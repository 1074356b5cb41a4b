//! Incremental SSE decoding.
//!
//! `SseDecoder` turns arbitrary byte chunks into the `data:` payloads of
//! complete events. `FrameParser` sits on top of it and produces
//! [`StreamFrame`]s. Neither ever fails as a whole: a bad event comes out as
//! an `Err` item next to the good ones, and the caller decides whether to log
//! it.

use crate::models::stream::StreamFrame;
use log::debug;
use thiserror::Error;

const EVENT_TERMINATOR: &[u8] = b"\n\n";
const CRLF_EVENT_TERMINATOR: &[u8] = b"\r\n\r\n";
const DATA_PREFIX: &str = "data: ";

#[derive(Debug, Clone, PartialEq, Eq, Error)]
pub enum FrameError {
    #[error("event without data prefix: {0:?}")]
    MissingDataPrefix(String),
    #[error("malformed JSON in event ({reason}): {payload:?}")]
    MalformedJson {
        payload: String,
        reason: String,
    },
    #[error("{0}")]
    UnknownShape(String),
}

#[derive(Debug, Default)]
pub struct SseDecoder {
    buffer: Vec<u8>,
    // Bytes before this offset hold no terminator start.
    scanned: usize,
}

impl SseDecoder {
    pub fn new() -> Self {
        Self::default()
    }

    /// Bytes received but not yet part of a complete event.
    pub fn pending(&self) -> usize {
        self.buffer.len()
    }

    pub fn feed(&mut self, chunk: &[u8]) -> Vec<Result<String, FrameError>> {
        self.buffer.extend_from_slice(chunk);
        let mut out = Vec::new();

        while let Some((pos, len)) = find_terminator(&self.buffer, self.scanned) {
            let fragment: Vec<u8> = self.buffer.drain(..pos + len).collect();
            self.scanned = 0;
            if let Some(item) = decode_fragment(&fragment[..pos]) {
                out.push(item);
            }
        }
        // A terminator may still be completed by the next chunk.
        self.scanned = self.buffer.len().saturating_sub(CRLF_EVENT_TERMINATOR.len() - 1);
        out
    }

    /// Called once the byte stream has ended. A trailing fragment whose last
    /// line was terminated is still an event; anything else is dropped.
    pub fn finish(&mut self) -> Vec<Result<String, FrameError>> {
        let rest = std::mem::take(&mut self.buffer);
        self.scanned = 0;
        if rest.is_empty() {
            return Vec::new();
        }
        if rest.ends_with(b"\n") {
            return decode_fragment(&rest).into_iter().collect();
        }
        debug!("Dropping {} bytes of incomplete SSE data at end of stream", rest.len());
        Vec::new()
    }
}

/// Position and length of the first blank-line terminator at or after `from`.
fn find_terminator(buf: &[u8], from: usize) -> Option<(usize, usize)> {
    (from..buf.len()).find_map(|i| {
        let rest = &buf[i..];
        if rest.starts_with(EVENT_TERMINATOR) {
            Some((i, EVENT_TERMINATOR.len()))
        } else if rest.starts_with(CRLF_EVENT_TERMINATOR) {
            Some((i, CRLF_EVENT_TERMINATOR.len()))
        } else {
            None
        }
    })
}

fn decode_fragment(bytes: &[u8]) -> Option<Result<String, FrameError>> {
    let text = String::from_utf8_lossy(bytes);
    if text.trim().is_empty() {
        return None;
    }
    let first_line = text.lines().next().unwrap_or_default().trim_end_matches('\r');
    if first_line.starts_with(':') {
        // SSE comment, typically a keep-alive.
        return None;
    }
    match first_line.strip_prefix(DATA_PREFIX) {
        Some(data) => Some(Ok(data.trim().to_string())),
        None => Some(Err(FrameError::MissingDataPrefix(first_line.to_string()))),
    }
}

/// Decodes a relayed chat stream into frames.
#[derive(Debug, Default)]
pub struct FrameParser {
    decoder: SseDecoder,
}

impl FrameParser {
    pub fn new() -> Self {
        Self::default()
    }

    pub fn feed(&mut self, chunk: &[u8]) -> Vec<Result<StreamFrame, FrameError>> {
        let payloads = self.decoder.feed(chunk);
        to_frames(payloads)
    }

    pub fn finish(&mut self) -> Vec<Result<StreamFrame, FrameError>> {
        let payloads = self.decoder.finish();
        to_frames(payloads)
    }
}

fn to_frames(payloads: Vec<Result<String, FrameError>>) -> Vec<Result<StreamFrame, FrameError>> {
    let mut out = Vec::new();
    for payload in payloads {
        let data = match payload {
            Ok(data) => data,
            Err(e) => {
                out.push(Err(e));
                continue;
            }
        };
        let value = match serde_json::from_str::<serde_json::Value>(&data) {
            Ok(v) => v,
            Err(e) => {
                out.push(Err(FrameError::MalformedJson { payload: data, reason: e.to_string() }));
                continue;
            }
        };
        match StreamFrame::from_payload(&value) {
            Ok(frames) => out.extend(frames.into_iter().map(Ok)),
            Err(e) => out.push(Err(FrameError::UnknownShape(e.to_string()))),
        }
    }
    out
}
_ _ _
Set down each entry again, exactly as written.

* Answer below *
repository 1074356b5cb41a4b
//! Incremental SSE decoding.
//!
//! `SseDecoder` turns arbitrary byte chunks into the `data:` payloads of
//! complete events. `FrameParser` sits on top of it and produces
//! [`StreamFrame`]s. Neither ever fails as a whole: a bad event comes out as
//! an `Err` item next to the good ones, and the caller decides whether to log
//! it.

use crate::models::stream::StreamFrame;
use log::debug;
use thiserror::Error;

const EVENT_TERMINATOR: &[u8] = b"\n\n";
const CRLF_EVENT_TERMINATOR: &[u8] = b"\r\n\r\n";
const DATA_PREFIX: &str = "data: ";

#[derive(Debug, Clone, PartialEq, Eq, Error)]
pub enum FrameError {
    #[error("event without data prefix: {0:?}")]
    MissingDataPrefix(String),
    #[error("malformed JSON in event ({reason}): {payload:?}")]
    MalformedJson {
        payload: String,
        reason: String,
    },
    #[error("{0}")]
    UnknownShape(String),
}

#[derive(Debug, Default)]
pub struct SseDecoder {
    buffer: Vec<u8>,
    // Bytes before this offset hold no terminator start.
    scanned: usize,
}

impl SseDecoder {
    pub fn new() -> Self {
        Self::default()
    }

    /// Bytes received but not yet part of a complete event.
    pub fn pending(&self) -> usize {
        self.buffer.len()
    }

    pub fn feed(&mut self, chunk: &[u8]) -> Vec<Result<String, FrameError>> {
        self.buffer.extend_from_slice(chunk);
        let mut out = Vec::new();

        while let Some((pos, len)) = find_terminator(&self.buffer, self.scanned) {
            let fragment: Vec<u8> = self.buffer.drain(..pos + len).collect();
            self.scanned = 0;
            if let Some(item) = decode_fragment(&fragment[..pos]) {
                out.push(item);
            }
        }
        // A terminator may still be completed by the next chunk.
        self.scanned = self.buffer.len().saturating_sub(CRLF_EVENT_TERMINATOR.len() - 1);
        out
    }

    /// Called once the byte stream has ended. A trailing fragment whose last
    /// line was terminated is still an event; anything else is dropped.
    pub fn finish(&mut self) -> Vec<Result<String, FrameError>> {
        let rest = std::mem::take(&mut self.buffer);
        self.scanned = 0;
        if rest.is_empty() {
            return Vec::new();
        }
        if rest.ends_with(b"\n") {
            return decode_fragment(&rest).into_iter().collect();
        }
        debug!("Dropping {} bytes of incomplete SSE data at end of stream", rest.len());
        Vec::new()
    }
}

/// Position and length of the first blank-line terminator at or after `from`.
fn find_terminator(buf: &[u8], from: usize) -> Option<(usize, usize)> {
    (from..buf.len()).find_map(|i| {
        let rest = &buf[i..];
        if rest.starts_with(EVENT_TERMINATOR) {
            Some((i, EVENT_TERMINATOR.len()))
        } else if rest.starts_with(CRLF_EVENT_TERMINATOR) {
            Some((i, CRLF_EVENT_TERMINATOR.len()))
        } else {
            None
        }
    })
}

fn decode_fragment(bytes: &[u8]) -> Option<Result<String, FrameError>> {
    let text = String::from_utf8_lossy(bytes);
    if text.trim().is_empty() {
        return None;
    }
    let first_line = text.lines().next().unwrap_or_default().trim_end_matches('\r');
    if first_line.starts_with(':') {
        // SSE comment, typically a keep-alive.
        return None;
    }
    match first_line.strip_prefix(DATA_PREFIX) {
        Some(data) => Some(Ok(data.trim().to_string())),
        None => Some(Err(FrameError::MissingDataPrefix(first_line.to_string()))),
    }
}

/// Decodes a relayed chat stream into frames.
#[derive(Debug, Default)]
pub struct FrameParser {
    decoder: SseDecoder,
}

impl FrameParser {
    pub fn new() -> Self {
        Self::default()
    }

    pub fn feed(&mut self, chunk: &[u8]) -> Vec<Result<StreamFrame, FrameError>> {
        let payloads = self.decoder.feed(chunk);
        to_frames(payloads)
    }

    pub fn finish(&mut self) -> Vec<Result<StreamFrame, FrameError>> {
        let payloads = self.decoder.finish();
        to_frames(payloads)
    }
}

fn to_frames(payloads: Vec<Result<String, FrameError>>) -> Vec<Result<StreamFrame, FrameError>> {
    let mut out = Vec::new();
    for payload in payloads {
        let data = match payload {
            Ok(data) => data,
            Err(e) => {
                out.push(Err(e));
                continue;
            }
        };
        let value = match serde_json::from_str::<serde_json::Value>(&data) {
            Ok(v) => v,
            Err(e) => {
                out.push(Err(FrameError::MalformedJson { payload: data, reason: e.to_string() }));
                continue;
            }
        };
        match StreamFrame::from_payload(&value) {
            Ok(frames) => out.extend(frames.into_iter().map(Ok)),
            Err(e) => out.push(Err(FrameError::UnknownShape(e.to_string()))),
        }
    }
    out
}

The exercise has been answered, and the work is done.